Eating Disorders Today has a name change and a new location.
Please visit Eating Disorder Recovery for Women at http://www.eatingdisorderrecovery.com.
A worried mother called me this morning, concerned about helping to get her daughter into an eating disorder in-patient program.
The mother, in the Midwest, is deeply concerned about her 25 year old daughter on the east coast who is a compulsive overeater and obese. They are both looking for an in-patient program that will get her started in recovery. They that checking into the best program they can find will result in cure.

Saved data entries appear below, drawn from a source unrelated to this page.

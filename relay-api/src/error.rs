//! HTTP mapping for relay errors

use axum::{
    http::StatusCode,
    response::{IntoResponse, Json, Response},
};
use relay_core::RelayError;
use serde::Serialize;
use tracing::error;

/// Error response body
#[derive(Debug, Serialize)]
pub struct ErrorResponse {
    pub error: String,
}

/// A `RelayError` returned from a handler
#[derive(Debug)]
pub struct ApiError(pub RelayError);

impl From<RelayError> for ApiError {
    fn from(err: RelayError) -> Self {
        Self(err)
    }
}

impl ApiError {
    pub fn status(&self) -> StatusCode {
        match &self.0 {
            RelayError::InvalidRequest(_) | RelayError::Parse(_) => StatusCode::BAD_REQUEST,
            RelayError::UnknownClient(_) => StatusCode::NOT_FOUND,
            RelayError::RateLimited { .. } => StatusCode::TOO_MANY_REQUESTS,
            RelayError::TooManyConnections { .. } => StatusCode::SERVICE_UNAVAILABLE,
            RelayError::Auth(_) => StatusCode::UNAUTHORIZED,
            RelayError::Network(_) => StatusCode::BAD_GATEWAY,
            RelayError::Config(_) | RelayError::Internal(_) => StatusCode::INTERNAL_SERVER_ERROR,
        }
    }
}

impl IntoResponse for ApiError {
    fn into_response(self) -> Response {
        let status = self.status();
        if status.is_server_error() {
            error!("Request failed: {}", self.0);
        }
        (
            status,
            Json(ErrorResponse {
                error: self.0.to_string(),
            }),
        )
            .into_response()
    }
}
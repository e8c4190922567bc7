//! Client-side market snapshot
//!
//! Keeps the latest known state per symbol and merges partial updates into
//! it. Only fields present in an update are overwritten, so applying the
//! same update twice leaves the snapshot unchanged. The exchange carries no
//! sequence numbers: updates win in arrival order.

use std::collections::HashMap;

use chrono::{DateTime, Utc};
use rust_decimal::Decimal;
use serde::Serialize;

use crate::market::{MarketUpdate, OrderBookLevel, OrderBookUpdate, TickerUpdate};

/// Latest ticker fields for a symbol
#[derive(Debug, Clone, Default, PartialEq, Eq, Serialize)]
pub struct TickerState {
    pub last_price: Option<Decimal>,
    pub mark_price: Option<Decimal>,
    pub spot_price: Option<Decimal>,
    pub best_bid: Option<Decimal>,
    pub best_ask: Option<Decimal>,
    pub bid_size: Option<Decimal>,
    pub ask_size: Option<Decimal>,
    pub open: Option<Decimal>,
    pub high: Option<Decimal>,
    pub low: Option<Decimal>,
    pub volume: Option<Decimal>,
    pub turnover: Option<Decimal>,
    pub change_24h: Option<Decimal>,
    pub updated_at: Option<DateTime<Utc>>,
}

/// Overwrite `dst` only when the update carries a value
fn merge<T: Copy>(dst: &mut Option<T>, src: Option<T>) {
    if src.is_some() {
        *dst = src;
    }
}

impl TickerState {
    fn apply(&mut self, update: &TickerUpdate) {
        merge(&mut self.last_price, update.last_price);
        merge(&mut self.mark_price, update.mark_price);
        merge(&mut self.spot_price, update.spot_price);
        merge(&mut self.best_bid, update.best_bid);
        merge(&mut self.best_ask, update.best_ask);
        merge(&mut self.bid_size, update.bid_size);
        merge(&mut self.ask_size, update.ask_size);
        merge(&mut self.open, update.open);
        merge(&mut self.high, update.high);
        merge(&mut self.low, update.low);
        merge(&mut self.volume, update.volume);
        merge(&mut self.turnover, update.turnover);
        merge(&mut self.change_24h, update.change_24h);
        merge(&mut self.updated_at, update.timestamp);
    }

    /// Mid price when both sides of the quote are known
    pub fn mid_price(&self) -> Option<Decimal> {
        match (self.best_bid, self.best_ask) {
            (Some(bid), Some(ask)) => Some((bid + ask) / Decimal::TWO),
            _ => None,
        }
    }

    /// Bid/ask spread when both sides of the quote are known
    pub fn spread(&self) -> Option<Decimal> {
        match (self.best_bid, self.best_ask) {
            (Some(bid), Some(ask)) => Some(ask - bid),
            _ => None,
        }
    }
}

/// Latest order book sides for a symbol
#[derive(Debug, Clone, Default, PartialEq, Eq, Serialize)]
pub struct BookState {
    pub bids: Vec<OrderBookLevel>,
    pub asks: Vec<OrderBookLevel>,
    pub updated_at: Option<DateTime<Utc>>,
}

impl BookState {
    fn apply(&mut self, update: &OrderBookUpdate) {
        if let Some(bids) = &update.bids {
            self.bids = bids.clone();
        }
        if let Some(asks) = &update.asks {
            self.asks = asks.clone();
        }
        merge(&mut self.updated_at, update.timestamp);
    }

    pub fn best_bid(&self) -> Option<&OrderBookLevel> {
        self.bids.first()
    }

    pub fn best_ask(&self) -> Option<&OrderBookLevel> {
        self.asks.first()
    }
}

/// Symbol -> latest state, mutated in place by incoming updates
#[derive(Debug, Clone, Default, PartialEq, Eq, Serialize)]
pub struct MarketSnapshot {
    tickers: HashMap<String, TickerState>,
    books: HashMap<String, BookState>,
}

impl MarketSnapshot {
    pub fn new() -> Self {
        Self::default()
    }

    /// Merge a ticker update into the symbol's entry, creating it if needed
    pub fn apply_ticker(&mut self, update: &TickerUpdate) -> &TickerState {
        let entry = self.tickers.entry(update.symbol.clone()).or_default();
        entry.apply(update);
        entry
    }

    /// Merge a book update into the symbol's entry, creating it if needed
    pub fn apply_orderbook(&mut self, update: &OrderBookUpdate) -> &BookState {
        let entry = self.books.entry(update.symbol.clone()).or_default();
        entry.apply(update);
        entry
    }

    pub fn apply(&mut self, update: &MarketUpdate) {
        match update {
            MarketUpdate::Ticker(t) => {
                self.apply_ticker(t);
            }
            MarketUpdate::OrderBook(b) => {
                self.apply_orderbook(b);
            }
        }
    }

    pub fn ticker(&self, symbol: &str) -> Option<&TickerState> {
        self.tickers.get(symbol)
    }

    pub fn book(&self, symbol: &str) -> Option<&BookState> {
        self.books.get(symbol)
    }

    /// Drop all state for a symbol (on unsubscribe)
    pub fn remove(&mut self, symbol: &str) {
        self.tickers.remove(symbol);
        self.books.remove(symbol);
    }

    /// Drop ticker state only
    pub fn remove_ticker(&mut self, symbol: &str) {
        self.tickers.remove(symbol);
    }

    /// Drop book state only
    pub fn remove_book(&mut self, symbol: &str) {
        self.books.remove(symbol);
    }

    /// Symbols with ticker state, sorted
    pub fn symbols(&self) -> Vec<&str> {
        let mut symbols: Vec<&str> = self.tickers.keys().map(String::as_str).collect();
        symbols.sort_unstable();
        symbols
    }

    pub fn is_empty(&self) -> bool {
        self.tickers.is_empty() && self.books.is_empty()
    }
}

#[cfg(test)]
mod tests {
    use super::*;
    use rust_decimal_macros::dec;

    fn ticker(symbol: &str) -> TickerUpdate {
        TickerUpdate::new(symbol)
    }

    #[test]
    fn test_partial_update_preserves_fields() {
        let mut snapshot = MarketSnapshot::new();

        snapshot.apply_ticker(&TickerUpdate {
            last_price: Some(dec!(100)),
            volume: Some(dec!(50)),
            ..ticker("BTCUSD")
        });
        let state = snapshot.apply_ticker(&TickerUpdate {
            best_bid: Some(dec!(99)),
            best_ask: Some(dec!(101)),
            ..ticker("BTCUSD")
        });

        assert_eq!(state.last_price, Some(dec!(100)));
        assert_eq!(state.volume, Some(dec!(50)));
        assert_eq!(state.mid_price(), Some(dec!(100)));
        assert_eq!(state.spread(), Some(dec!(2)));
    }

    #[test]
    fn test_duplicate_update_is_idempotent() {
        let update = TickerUpdate {
            last_price: Some(dec!(3100)),
            change_24h: Some(dec!(-0.5)),
            ..ticker("ETHUSD")
        };

        let mut once = MarketSnapshot::new();
        once.apply_ticker(&update);

        let mut twice = MarketSnapshot::new();
        twice.apply_ticker(&update);
        twice.apply_ticker(&update);

        assert_eq!(once, twice);
    }

    #[test]
    fn test_last_write_wins_in_arrival_order() {
        let mut snapshot = MarketSnapshot::new();
        snapshot.apply_ticker(&TickerUpdate {
            last_price: Some(dec!(1)),
            ..ticker("BTCUSD")
        });
        snapshot.apply_ticker(&TickerUpdate {
            last_price: Some(dec!(2)),
            ..ticker("BTCUSD")
        });

        assert_eq!(snapshot.ticker("BTCUSD").unwrap().last_price, Some(dec!(2)));
    }

    #[test]
    fn test_book_side_replaced_only_when_present() {
        let mut snapshot = MarketSnapshot::new();
        snapshot.apply_orderbook(&OrderBookUpdate {
            symbol: "BTCUSD".to_string(),
            bids: Some(vec![OrderBookLevel::new(dec!(99), dec!(1))]),
            asks: Some(vec![OrderBookLevel::new(dec!(101), dec!(2))]),
            timestamp: None,
        });
        let book = snapshot.apply_orderbook(&OrderBookUpdate {
            symbol: "BTCUSD".to_string(),
            bids: Some(vec![OrderBookLevel::new(dec!(100), dec!(3))]),
            asks: None,
            timestamp: None,
        });

        assert_eq!(book.best_bid().unwrap().price, dec!(100));
        assert_eq!(book.best_ask().unwrap().price, dec!(101));
    }

    #[test]
    fn test_remove_on_unsubscribe() {
        let mut snapshot = MarketSnapshot::new();
        snapshot.apply(&MarketUpdate::Ticker(TickerUpdate {
            last_price: Some(dec!(1)),
            ..ticker("BTCUSD")
        }));
        assert_eq!(snapshot.symbols(), vec!["BTCUSD"]);

        snapshot.remove("BTCUSD");
        assert!(snapshot.ticker("BTCUSD").is_none());
        assert!(snapshot.is_empty());
    }
}
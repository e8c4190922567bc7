//! Client-side view of the relay: market snapshot plus connection status

use std::collections::BTreeSet;

use relay_core::market::{ORDERBOOK_CHANNELS, TICKER_CHANNELS};
use relay_core::{
    group_keys, BookState, ChannelSpec, ClientId, ConnectionErrorKind, ConnectionState,
    MarketSnapshot, MarketUpdate, StreamEvent, SubscriptionKey, TickerState,
};
use serde::Serialize;
use tracing::{debug, warn};

/// Upstream health as last reported on the stream
#[derive(Debug, Clone, Default, PartialEq, Eq, Serialize)]
pub struct ConnectionStatus {
    pub state: ConnectionState,
    pub authenticated: bool,
    pub last_error: Option<String>,
    pub last_error_kind: Option<ConnectionErrorKind>,
    pub reconnect_exhausted: bool,
}

impl ConnectionStatus {
    /// Data may be stale: upstream is not open or has stopped retrying
    pub fn is_degraded(&self) -> bool {
        self.state != ConnectionState::Open || self.reconnect_exhausted
    }
}

/// What an applied event changed
#[derive(Debug, Clone, PartialEq, Eq)]
pub enum StoreChange {
    Session(ClientId),
    Status,
    Ticker(String),
    OrderBook(String),
    Subscriptions,
    /// Event carried nothing the store tracks
    Ignored,
}

#[derive(Debug, Clone, Default)]
pub struct MarketStore {
    snapshot: MarketSnapshot,
    status: ConnectionStatus,
    client_id: Option<ClientId>,
    subscriptions: BTreeSet<SubscriptionKey>,
    parse_errors: u64,
}

impl MarketStore {
    pub fn new() -> Self {
        Self::default()
    }

    pub fn apply(&mut self, event: &StreamEvent) -> StoreChange {
        match event {
            StreamEvent::Connected { client_id } => {
                // A new session starts with an empty interest set; cached
                // market state is kept until it is refreshed or unsubscribed
                debug!("Relay session {}", client_id);
                self.client_id = Some(*client_id);
                self.subscriptions.clear();
                StoreChange::Session(*client_id)
            }
            StreamEvent::Status {
                state,
                authenticated,
            } => {
                self.status.state = *state;
                self.status.authenticated = *authenticated;
                if *state == ConnectionState::Open {
                    self.status.reconnect_exhausted = false;
                    self.status.last_error = None;
                    self.status.last_error_kind = None;
                }
                StoreChange::Status
            }
            StreamEvent::ConnectionClosed { reason } => {
                self.status.state = ConnectionState::Disconnected;
                self.status.authenticated = false;
                self.status.last_error = Some(reason.clone());
                StoreChange::Status
            }
            StreamEvent::ConnectionError { kind, message } => {
                self.status.last_error = Some(message.clone());
                self.status.last_error_kind = Some(*kind);
                StoreChange::Status
            }
            StreamEvent::ReconnectExhausted { attempts } => {
                warn!("Relay upstream gave up reconnecting after {} attempts", attempts);
                self.status.state = ConnectionState::Disconnected;
                self.status.reconnect_exhausted = true;
                StoreChange::Status
            }
            StreamEvent::Market { channel, data, .. } => match MarketUpdate::parse(channel, data) {
                Some(Ok(update)) => {
                    self.snapshot.apply(&update);
                    match update {
                        MarketUpdate::Ticker(t) => StoreChange::Ticker(t.symbol),
                        MarketUpdate::OrderBook(b) => StoreChange::OrderBook(b.symbol),
                    }
                }
                Some(Err(e)) => {
                    warn!("Dropping malformed {} update: {}", channel, e);
                    self.parse_errors += 1;
                    StoreChange::Ignored
                }
                None => StoreChange::Ignored,
            },
            StreamEvent::Subscribed { channels } => {
                for spec in channels {
                    self.subscriptions.extend(spec.keys());
                }
                StoreChange::Subscriptions
            }
            StreamEvent::Unsubscribed { channels } => {
                let removed: Vec<SubscriptionKey> =
                    channels.iter().flat_map(ChannelSpec::keys).collect();
                for key in &removed {
                    self.subscriptions.remove(key);
                }
                for key in removed.iter().filter(|k| !k.is_all_symbols()) {
                    self.drop_uncovered(key);
                }
                StoreChange::Subscriptions
            }
        }
    }

    /// Remove cached state for a symbol no remaining subscription covers
    fn drop_uncovered(&mut self, key: &SubscriptionKey) {
        let family: &[&str] = if TICKER_CHANNELS.contains(&key.channel.as_str()) {
            TICKER_CHANNELS
        } else if ORDERBOOK_CHANNELS.contains(&key.channel.as_str()) {
            ORDERBOOK_CHANNELS
        } else {
            return;
        };

        let covered = self.subscriptions.iter().any(|k| {
            family.contains(&k.channel.as_str()) && (k.symbol == key.symbol || k.is_all_symbols())
        });
        if covered {
            return;
        }

        if family == TICKER_CHANNELS {
            self.snapshot.remove_ticker(&key.symbol);
        } else {
            self.snapshot.remove_book(&key.symbol);
        }
    }

    pub fn snapshot(&self) -> &MarketSnapshot {
        &self.snapshot
    }

    pub fn ticker(&self, symbol: &str) -> Option<&TickerState> {
        self.snapshot.ticker(symbol)
    }

    pub fn book(&self, symbol: &str) -> Option<&BookState> {
        self.snapshot.book(symbol)
    }

    pub fn status(&self) -> &ConnectionStatus {
        &self.status
    }

    pub fn is_degraded(&self) -> bool {
        self.status.is_degraded()
    }

    /// Id to use on the control endpoint, once `connected` has arrived
    pub fn client_id(&self) -> Option<ClientId> {
        self.client_id
    }

    /// Confirmed interest set in wire form
    pub fn subscriptions(&self) -> Vec<ChannelSpec> {
        group_keys(&self.subscriptions)
    }

    pub fn parse_errors(&self) -> u64 {
        self.parse_errors
    }
}
//! Per-identity rate limiter for relay requests
//!
//! Sliding-window counter keyed by caller identity (client address or
//! `x-forwarded-for`). Requests over the limit are rejected, never queued.

use std::collections::{HashMap, VecDeque};
use std::sync::atomic::{AtomicU64, Ordering};
use std::time::Duration;

use relay_core::{RelayError, RelayResult};
use tokio::sync::Mutex;
use tokio::time::Instant;
use tracing::{debug, warn};

/// Sliding-window rate limiter
///
/// Each identity keeps the timestamps of its requests within the current
/// window. A request is allowed while fewer than `max_requests` remain in
/// the window after expired entries are dropped.
#[derive(Debug)]
pub struct RateLimiter {
    /// Recent request times per identity
    windows: Mutex<HashMap<String, VecDeque<Instant>>>,
    max_requests: usize,
    window: Duration,
    /// Name for logging purposes
    name: String,
    total_requests: AtomicU64,
    rejected_requests: AtomicU64,
}

impl RateLimiter {
    pub fn new(max_requests: usize, window: Duration, name: &str) -> Self {
        Self {
            windows: Mutex::new(HashMap::new()),
            max_requests,
            window,
            name: name.to_string(),
            total_requests: AtomicU64::new(0),
            rejected_requests: AtomicU64::new(0),
        }
    }

    /// Record a request for `identity`, or reject it with `RateLimited`
    pub async fn check(&self, identity: &str) -> RelayResult<()> {
        let request_num = self.total_requests.fetch_add(1, Ordering::Relaxed) + 1;
        let now = Instant::now();

        let mut windows = self.windows.lock().await;
        let recent = windows.entry(identity.to_string()).or_default();

        while recent
            .front()
            .is_some_and(|at| now.duration_since(*at) >= self.window)
        {
            recent.pop_front();
        }

        if recent.len() >= self.max_requests {
            self.rejected_requests.fetch_add(1, Ordering::Relaxed);
            warn!(
                "[RATE_LIMITER:{}] #{} REJECTED - {} made {} requests in {:?}",
                self.name,
                request_num,
                identity,
                recent.len(),
                self.window
            );
            return Err(RelayError::rate_limited(identity));
        }

        recent.push_back(now);
        debug!(
            "[RATE_LIMITER:{}] #{} allowed for {} ({}/{})",
            self.name,
            request_num,
            identity,
            recent.len(),
            self.max_requests
        );
        Ok(())
    }

    /// Forget identities with no requests in the current window
    pub async fn prune(&self) -> usize {
        let now = Instant::now();
        let mut windows = self.windows.lock().await;
        let before = windows.len();
        windows.retain(|_, recent| {
            recent
                .back()
                .is_some_and(|at| now.duration_since(*at) < self.window)
        });
        before - windows.len()
    }

    pub fn window(&self) -> Duration {
        self.window
    }

    pub fn max_requests(&self) -> usize {
        self.max_requests
    }

    /// Get statistics about this rate limiter (for debugging)
    pub async fn stats(&self) -> RateLimiterStats {
        RateLimiterStats {
            total_requests: self.total_requests.load(Ordering::Relaxed),
            rejected_requests: self.rejected_requests.load(Ordering::Relaxed),
            tracked_identities: self.windows.lock().await.len(),
            max_requests: self.max_requests,
            window_ms: self.window.as_millis() as u64,
            name: self.name.clone(),
        }
    }
}

/// Statistics about rate limiter usage
#[derive(Debug, Clone)]
pub struct RateLimiterStats {
    pub total_requests: u64,
    pub rejected_requests: u64,
    pub tracked_identities: usize,
    pub max_requests: usize,
    pub window_ms: u64,
    pub name: String,
}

I'm always concerned when someone says that "some kind of support might be needed after" a residential treatment experience. To me this phrase reflects a naive hope that a person can go away ill, come back cured and the burden of the illness will be lifted off everyone involved.
This is wishful thinking that needs clarification so that unnecessary disappointment and feelings of failure don't delay or even destroy positive moves toward recovery. Residential treatment can help people get on the recovery path. After residential treatment people with eating disorders still have to walk that path, or climb or crawl or, as 12-step says, "trudge" their way to recovery.
When you know you are working toward progress, even when you are backsliding a bit, you can keep your energy directed on the healing task in front of you. You might feel frustrated at times. Who doesn't? But you can handle feelings of frustration. We've all had lots of practice with that.
When you know that in-patient is a first, not a last step you can be less hard on yourself. You can ease into the program and do the best you can. You don't have to feel a sense of failure at all. By putting yourself in a healing environment you are making yourself a winner. When that healing environment becomes your own inner self, your recovery becomes more solid. The transition between in-patient treatment and solid inner recovery is usually long term psychotherapy.
How long is long? It's long enough to make that internal healing environment in you as solid as can be. It's long enough for you to have solid practice and experience in living a healthy life in a new way without needing bulimia or anorexia or a binge or a cutting or starving episode to get through. It's long enough to guide you, support you, ease you, escort you to a healthy life.
Please remember, the search for something "perfect", the desire to find the "perfect" program, the urge to reach the "perfect" size or be the "perfect" person in any way at all is a symptom of an eating disorder. We humans are not designed to be "perfect". Our design is that of a human being with all our flaws and contradictions. There's something wonderful about being like a kaleidoscope, an endless colorful variety of perspectives, intact and whole.
I hope with all my heart that the woman who called this morning and her 25 year old daughter who is locked into her own mind and body by her eating disorder, can find the help and the direction they both need to get relief from their suffering and find their eating disorder recovery path.